A typical Tara Blvd. sidewalk. (Photo: Robin Kemp/The Clayton Crescent)

Taking a page from our friends at The Current in Savannah, we present a compilation of all the published agendas for various government bodies and boards meeting this week. This frees us to tackle a few of these items in depth, rather than essentially rewrite each agenda.

The point of this is to make it easier for you to take part in your own government. If you’re not at the table, you’re on the menu. It doesn’t do you much good to complain on social media about what’s already happened or about what you wish would happen. We’re pointing you in the direction of where you can go to seek satisfaction. We are not telling you what to ask for or who to vote for. That’s not our job. That’s on you and your community. Our job is to let you know what’s going on so that you can respond to it and hold your government and your elected officials accountable.
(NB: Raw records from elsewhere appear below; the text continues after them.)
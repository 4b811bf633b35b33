use serde::{Deserialize, Serialize};
use utoipa::ToSchema;
use uuid::Uuid;
use validator::Validate;

use crate::{
    dao::models::{ParticipantEntity, PartyEntity, PartyStatusEntity, SongEntity, VoteEntity},
    dto::{format_system_time, validation::validate_not_blank},
    state::scoring::Standing,
};

/// Payload used to open a new party; the caller becomes its host.
#[derive(Debug, Deserialize, ToSchema, Validate)]
#[serde(rename_all = "camelCase")]
pub struct CreatePartyRequest {
    #[validate(custom(function = validate_not_blank), length(max = 100))]
    pub name: String,
    /// Display name of the host.
    #[validate(custom(function = validate_not_blank), length(max = 50))]
    pub display_name: String,
    #[serde(default)]
    #[validate(range(min = 1))]
    pub max_songs: Option<u32>,
    #[serde(default)]
    #[validate(range(min = 1))]
    pub songs_per_person: Option<u32>,
    #[serde(default)]
    #[validate(range(min = 1))]
    pub max_participants: Option<u32>,
}

/// Longest display name a regular participant may pick.
pub const DISPLAY_NAME_MAX_CHARS: usize = 50;

/// Payload used to join an existing party.
///
/// The name is ignored when the party is full, the joiner then becomes a spectator.
/// It is checked only for regular admissions.
#[derive(Debug, Default, Deserialize, ToSchema)]
#[serde(rename_all = "camelCase")]
pub struct JoinPartyRequest {
    #[serde(default)]
    pub display_name: Option<String>,
}

/// Track queued by a participant.
#[derive(Debug, Deserialize, ToSchema, Validate)]
#[serde(rename_all = "camelCase")]
pub struct AddSongRequest {
    pub participant_id: Uuid,
    #[validate(custom(function = validate_not_blank))]
    pub catalog_id: String,
    #[validate(custom(function = validate_not_blank))]
    pub title: String,
    #[validate(custom(function = validate_not_blank))]
    pub artist: String,
    #[serde(default)]
    pub artwork_url: String,
    #[serde(default)]
    pub preview_url: Option<String>,
    #[validate(range(min = 1))]
    pub duration_ms: u64,
}

/// Vote cast on a song; `value` must be `1` or `-1`.
#[derive(Debug, Deserialize, ToSchema, Validate)]
#[serde(rename_all = "camelCase")]
pub struct CastVoteRequest {
    pub participant_id: Uuid,
    pub value: i64,
}

/// Body of the host-only `next` and `end` routes.
#[derive(Debug, Deserialize, ToSchema, Validate)]
#[serde(rename_all = "camelCase")]
pub struct HostActionRequest {
    pub participant_id: Uuid,
}

#[derive(Debug, Clone, Copy, Serialize, ToSchema, PartialEq, Eq)]
#[serde(rename_all = "lowercase")]
pub enum PartyStatusDto {
    Waiting,
    Active,
    Ended,
}

impl From<PartyStatusEntity> for PartyStatusDto {
    fn from(value: PartyStatusEntity) -> Self {
        match value {
            PartyStatusEntity::Waiting => PartyStatusDto::Waiting,
            PartyStatusEntity::Active => PartyStatusDto::Active,
            PartyStatusEntity::Ended => PartyStatusDto::Ended,
        }
    }
}

#[derive(Debug, Clone, Serialize, ToSchema)]
#[serde(rename_all = "camelCase")]
pub struct ParticipantSummary {
    pub id: Uuid,
    pub party_id: Uuid,
    pub display_name: String,
    pub is_host: bool,
    pub is_spectator: bool,
    pub joined_at: String,
}

impl From<ParticipantEntity> for ParticipantSummary {
    fn from(value: ParticipantEntity) -> Self {
        Self {
            id: value.id,
            party_id: value.party_id,
            display_name: value.display_name,
            is_host: value.is_host,
            is_spectator: value.is_spectator,
            joined_at: format_system_time(value.joined_at),
        }
    }
}

#[derive(Debug, Clone, Serialize, ToSchema)]
#[serde(rename_all = "camelCase")]
pub struct SongSummary {
    pub id: Uuid,
    pub party_id: Uuid,
    pub catalog_id: String,
    pub title: String,
    pub artist: String,
    pub artwork_url: String,
    pub preview_url: Option<String>,
    pub duration_ms: u64,
    pub added_by_id: Uuid,
    pub queue_position: u32,
    /// RFC 3339 timestamp; `null` while the song has not played.
    pub played_at: Option<String>,
    pub created_at: String,
}

impl From<SongEntity> for SongSummary {
    fn from(value: SongEntity) -> Self {
        Self {
            id: value.id,
            party_id: value.party_id,
            catalog_id: value.catalog_id,
            title: value.title,
            artist: value.artist,
            artwork_url: value.artwork_url,
            preview_url: value.preview_url,
            duration_ms: value.duration_ms,
            added_by_id: value.added_by_id,
            queue_position: value.queue_position,
            played_at: value.played_at.map(format_system_time),
            created_at: format_system_time(value.created_at),
        }
    }
}

/// Song with its final score, as listed in the standings.
#[derive(Debug, Clone, Serialize, ToSchema)]
#[serde(rename_all = "camelCase")]
pub struct ScoredSong {
    #[serde(flatten)]
    pub song: SongSummary,
    pub upvotes: u32,
    pub downvotes: u32,
    pub score: i64,
}

impl From<Standing> for ScoredSong {
    fn from(value: Standing) -> Self {
        Self {
            song: value.song.into(),
            upvotes: value.tally.upvotes,
            downvotes: value.tally.downvotes,
            score: value.tally.score,
        }
    }
}

/// Public view of a party. Vote counts are never exposed here.
#[derive(Debug, Clone, Serialize, ToSchema)]
#[serde(rename_all = "camelCase")]
pub struct PartySummary {
    pub id: Uuid,
    pub code: String,
    pub name: String,
    pub status: PartyStatusDto,
    pub max_songs: Option<u32>,
    pub songs_per_person: Option<u32>,
    pub max_participants: Option<u32>,
    pub current_song_id: Option<Uuid>,
    pub created_at: String,
    pub updated_at: String,
    pub participants: Vec<ParticipantSummary>,
    /// Ordered by queue position.
    pub songs: Vec<SongSummary>,
}

impl PartySummary {
    pub fn from_parts(
        party: PartyEntity,
        participants: Vec<ParticipantEntity>,
        songs: Vec<SongEntity>,
    ) -> Self {
        Self {
            id: party.id,
            code: party.code,
            name: party.name,
            status: party.status.into(),
            max_songs: party.max_songs,
            songs_per_person: party.songs_per_person,
            max_participants: party.max_participants,
            current_song_id: party.current_song_id,
            created_at: format_system_time(party.created_at),
            updated_at: format_system_time(party.updated_at),
            participants: participants.into_iter().map(Into::into).collect(),
            songs: songs.into_iter().map(Into::into).collect(),
        }
    }
}

#[derive(Debug, Clone, Serialize, ToSchema)]
#[serde(rename_all = "camelCase")]
pub struct VoteSummary {
    pub party_id: Uuid,
    pub song_id: Uuid,
    pub participant_id: Uuid,
    pub value: i8,
    pub updated_at: String,
}

impl From<VoteEntity> for VoteSummary {
    fn from(value: VoteEntity) -> Self {
        Self {
            party_id: value.party_id,
            song_id: value.song_id,
            participant_id: value.participant_id,
            value: value.value,
            updated_at: format_system_time(value.updated_at),
        }
    }
}

#[derive(Debug, Serialize, ToSchema)]
#[serde(rename_all = "camelCase")]
pub struct CreatePartyResponse {
    pub party: PartySummary,
    /// Id of the host participant.
    pub participant_id: Uuid,
}

#[derive(Debug, Serialize, ToSchema)]
pub struct PartyResponse {
    pub party: PartySummary,
}

#[derive(Debug, Serialize, ToSchema)]
#[serde(rename_all = "camelCase")]
pub struct JoinPartyResponse {
    pub participant_id: Uuid,
    pub participant: ParticipantSummary,
    pub is_spectator: bool,
}

#[derive(Debug, Serialize, ToSchema)]
pub struct AddSongResponse {
    pub song: SongSummary,
    pub songs: Vec<SongSummary>,
}

#[derive(Debug, Serialize, ToSchema)]
pub struct CastVoteResponse {
    pub vote: VoteSummary,
}

/// Outcome of `next`: either the song now playing or the final standings.
#[derive(Debug, Serialize, ToSchema)]
#[serde(untagged)]
pub enum AdvanceResponse {
    Playing {
        song: SongSummary,
        /// Epoch milliseconds.
        #[serde(rename = "startedAt")]
        started_at: u64,
    },
    Ended { ended: bool, songs: Vec<ScoredSong> },
}

#[derive(Debug, Serialize, ToSchema)]
pub struct StandingsResponse {
    pub songs: Vec<ScoredSong>,
}

#[cfg(test)]
mod tests {
    use std::time::SystemTime;

    use serde_json::json;

    use super::*;

    fn song() -> SongEntity {
        SongEntity {
            id: Uuid::nil(),
            party_id: Uuid::nil(),
            catalog_id: "4uLU6hMCjMI75M1A2tKUQC".into(),
            title: "Title".into(),
            artist: "Artist".into(),
            artwork_url: String::new(),
            preview_url: None,
            duration_ms: 1_000,
            added_by_id: Uuid::nil(),
            queue_position: 3,
            played_at: None,
            created_at: SystemTime::UNIX_EPOCH,
        }
    }

    #[test]
    fn create_request_rejects_blank_names_and_zero_caps() {
        let request: CreatePartyRequest = serde_json::from_value(json!({
            "name": "  ",
            "displayName": "Host",
            "maxSongs": 0
        }))
        .unwrap();
        let errors = request.validate().unwrap_err();
        assert_eq!(errors.field_errors().len(), 2);
    }

    #[test]
    fn scored_song_flattens_song_fields() {
        let scored = ScoredSong {
            song: song().into(),
            upvotes: 4,
            downvotes: 1,
            score: 2,
        };
        let value = serde_json::to_value(&scored).unwrap();
        assert_eq!(value["queuePosition"], 3);
        assert_eq!(value["catalogId"], "4uLU6hMCjMI75M1A2tKUQC");
        assert_eq!(value["playedAt"], serde_json::Value::Null);
        assert_eq!(value["score"], 2);
        assert_eq!(value["createdAt"], "1970-01-01T00:00:00Z");
    }

    #[test]
    fn advance_response_shapes() {
        let playing = AdvanceResponse::Playing {
            song: song().into(),
            started_at: 42,
        };
        let value = serde_json::to_value(&playing).unwrap();
        assert_eq!(value["startedAt"], 42);
        assert!(value.get("ended").is_none());

        let ended = AdvanceResponse::Ended {
            ended: true,
            songs: Vec::new(),
        };
        assert_eq!(
            serde_json::to_value(&ended).unwrap(),
            json!({"ended": true, "songs": []})
        );
    }
}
Check these agenda links for items that affect you, your property, your neighborhood, your business, and your community. And be sure to check back 24 hours before each meeting because sone government bodies wait as long as possible—sometimes on purpose—before making the public aware of what they plan to discuss or vote on.

Be sure to recheck these links in case of any changes to the published agenda, which does happen occasionally.

We may add other select government events to this list.

MONDAY 26

The Riverdale City Council has cancelled its business meeting “due to a lack of agenda items.” The next business meeting is scheduled for October 10 at 6 p.m. at City Hall, 7200 Church Street. (The mayor and council are holding a retreat this weekend; see below.) Look for Riverdale’s agenda on the city’s home page, then click through one more time. (notice)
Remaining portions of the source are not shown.